┌─ Available records

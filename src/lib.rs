//! fieldstrip: remove string-valued fields from object-literal-like text
//!
//! Documents are never parsed. A field occurrence is matched textually and
//! deleted; every byte outside a match is preserved in place. Stripping is
//! idempotent.
//!
//! # Example
//!
//! ```
//! use fieldstrip::FieldStripper;
//!
//! let stripper = FieldStripper::new();
//! let out = stripper.strip_str(r#"{"id": 1, "source": "web", "name": "x"}"#);
//! assert_eq!(out.text, r#"{"id": 1, "name": "x"}"#);
//! ```

pub mod document;
mod error;
pub mod pattern;
mod stripper;

pub use document::{Document, WriteMode};
pub use error::{StripError, StripResult};
pub use pattern::{FieldOccurrence, FieldPattern, Stripped, DEFAULT_FIELD};
pub use stripper::{strip, FieldStripper, StripReport};

/// Library version
pub const VERSION: &str = env!("CARGO_PKG_VERSION");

└─

» **What the task asks**: In the entries above, find each line that has the word "pattern". Copy it.

» **Response to this exercise**:
pub mod pattern;
pub use pattern::{FieldOccurrence, FieldPattern, Stripped, DEFAULT_FIELD};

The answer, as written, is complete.